[Dataset excerpts]
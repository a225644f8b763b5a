//! Stored records: forms, submissions, and aggregate statistics.

use chrono::{DateTime, Utc};
use serde::{Deserialize, Serialize};

use formworks_core::id::{FormId, ShareToken};

/// One form record.
///
/// The toolkit reads `content` out of this container and writes it back
/// in; everything else is bookkeeping owned by the store. `content` holds
/// the serialized form document as one opaque text blob.
#[derive(Debug, Clone, PartialEq, Eq, Serialize, Deserialize)]
pub struct Form {
    /// Internal primary key.
    pub id: FormId,
    /// Display name (at least 4 characters).
    pub name: String,
    /// Optional description.
    pub description: String,
    /// The serialized form document.
    pub content: String,
    /// Whether the form has been published. Irreversible; a published
    /// form's content is frozen.
    pub published: bool,
    /// Public token behind the shareable submission link.
    pub share_token: ShareToken,
    /// Number of times the shared form was loaded.
    pub visits: u64,
    /// Number of submissions received.
    pub submissions: u64,
    /// Creation timestamp.
    pub created_at: DateTime<Utc>,
}

/// One received submission. Immutable once created.
#[derive(Debug, Clone, PartialEq, Eq, Serialize, Deserialize)]
pub struct Submission {
    /// The form this submission belongs to.
    pub form_id: FormId,
    /// The serialized value map (`{fieldId: value}`).
    pub content: String,
    /// When the submission was received.
    pub submitted_at: DateTime<Utc>,
}

/// Aggregate visit/submission statistics across forms.
#[derive(Debug, Clone, Copy, PartialEq, Serialize, Deserialize)]
pub struct FormStats {
    /// Total visits across all forms.
    pub visits: u64,
    /// Total submissions across all forms.
    pub submissions: u64,
    /// Share of visits that submitted, in percent.
    pub submission_rate: f64,
    /// Share of visits that left without submitting, in percent.
    pub bounce_rate: f64,
}

impl FormStats {
    /// Computes rates from raw totals.
    ///
    /// With zero visits the submission rate is zero (and the bounce rate
    /// therefore 100).
    pub fn from_totals(visits: u64, submissions: u64) -> Self {
        #[allow(clippy::cast_precision_loss)]
        let submission_rate = if visits > 0 {
            submissions as f64 / visits as f64 * 100.0
        } else {
            0.0
        };
        Self {
            visits,
            submissions,
            submission_rate,
            bounce_rate: 100.0 - submission_rate,
        }
    }
}
//! The ordered field list of one form.

use formworks_core::error::{FormworksError, FormworksResult};
use formworks_core::id::FieldId;
use formworks_elements::FieldInstance;

/// The ordered collection of field instances defining a form's layout.
///
/// Insertion order equals visual top-to-bottom order and is
/// authoritative; there is no separate sort key. All ids within one
/// document are unique; the list operations enforce the invariant so it
/// can never be observed broken.
///
/// A document is mutated exclusively through the designer while its form
/// is unpublished, and read-only thereafter.
#[derive(Debug, Clone, PartialEq, Eq, Default)]
pub struct FormDocument {
    elements: Vec<FieldInstance>,
}

impl FormDocument {
    /// Creates an empty document.
    pub const fn new() -> Self {
        Self {
            elements: Vec::new(),
        }
    }

    /// Builds a document from an existing element list.
    ///
    /// Fails with [`FormworksError::CorruptDocument`] when two elements
    /// share an id.
    pub fn from_elements(elements: Vec<FieldInstance>) -> FormworksResult<Self> {
        let mut seen = std::collections::HashSet::new();
        for element in &elements {
            if !seen.insert(element.id.clone()) {
                return Err(FormworksError::CorruptDocument(format!(
                    "duplicate field id: {}",
                    element.id
                )));
            }
        }
        Ok(Self { elements })
    }

    /// Number of elements.
    pub fn len(&self) -> usize {
        self.elements.len()
    }

    /// Returns `true` when the document has no elements.
    pub fn is_empty(&self) -> bool {
        self.elements.is_empty()
    }

    /// The elements in visual order.
    pub fn elements(&self) -> &[FieldInstance] {
        &self.elements
    }

    /// Returns the element at a position.
    pub fn get(&self, index: usize) -> Option<&FieldInstance> {
        self.elements.get(index)
    }

    /// Returns the position of the element with the given id.
    pub fn position(&self, id: &FieldId) -> Option<usize> {
        self.elements.iter().position(|e| &e.id == id)
    }

    /// Returns the element with the given id.
    pub fn by_id(&self, id: &FieldId) -> Option<&FieldInstance> {
        self.elements.iter().find(|e| &e.id == id)
    }

    /// Returns `true` when an element with the given id exists.
    pub fn contains(&self, id: &FieldId) -> bool {
        self.position(id).is_some()
    }

    /// Inserts an element, clamping `index` to `[0, len]`.
    ///
    /// Fails with a validation error when the id already exists; the
    /// unique-id invariant is structural, not a convention.
    pub fn insert(&mut self, index: usize, instance: FieldInstance) -> FormworksResult<()> {
        if self.contains(&instance.id) {
            return Err(FormworksError::validation(
                format!("field id already present: {}", instance.id),
                "duplicate_id",
            ));
        }
        let index = index.min(self.elements.len());
        self.elements.insert(index, instance);
        Ok(())
    }

    /// Removes and returns the element with the given id, or `None` when
    /// absent.
    pub fn remove(&mut self, id: &FieldId) -> Option<FieldInstance> {
        self.position(id).map(|index| self.elements.remove(index))
    }

    /// Replaces the element at the position matching `id`.
    ///
    /// Fails with [`FormworksError::ElementNotFound`] when absent. The id
    /// of the replacement must equal `id`; that is the caller's contract,
    /// checked in debug builds.
    pub fn replace(&mut self, id: &FieldId, instance: FieldInstance) -> FormworksResult<()> {
        debug_assert_eq!(&instance.id, id, "replacement must keep the element id");
        let index = self
            .position(id)
            .ok_or_else(|| FormworksError::ElementNotFound(id.to_string()))?;
        self.elements[index] = instance;
        Ok(())
    }

    /// Iterates elements in visual order.
    pub fn iter(&self) -> std::slice::Iter<'_, FieldInstance> {
        self.elements.iter()
    }
}

impl<'a> IntoIterator for &'a FormDocument {
    type Item = &'a FieldInstance;
    type IntoIter = std::slice::Iter<'a, FieldInstance>;

    fn into_iter(self) -> Self::IntoIter {
        self.iter()
    }
}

YOUR INSTRUCTIONS: Using the data above, tally each line that contains "ElementNotFound". Write only the total.

REPLY: 2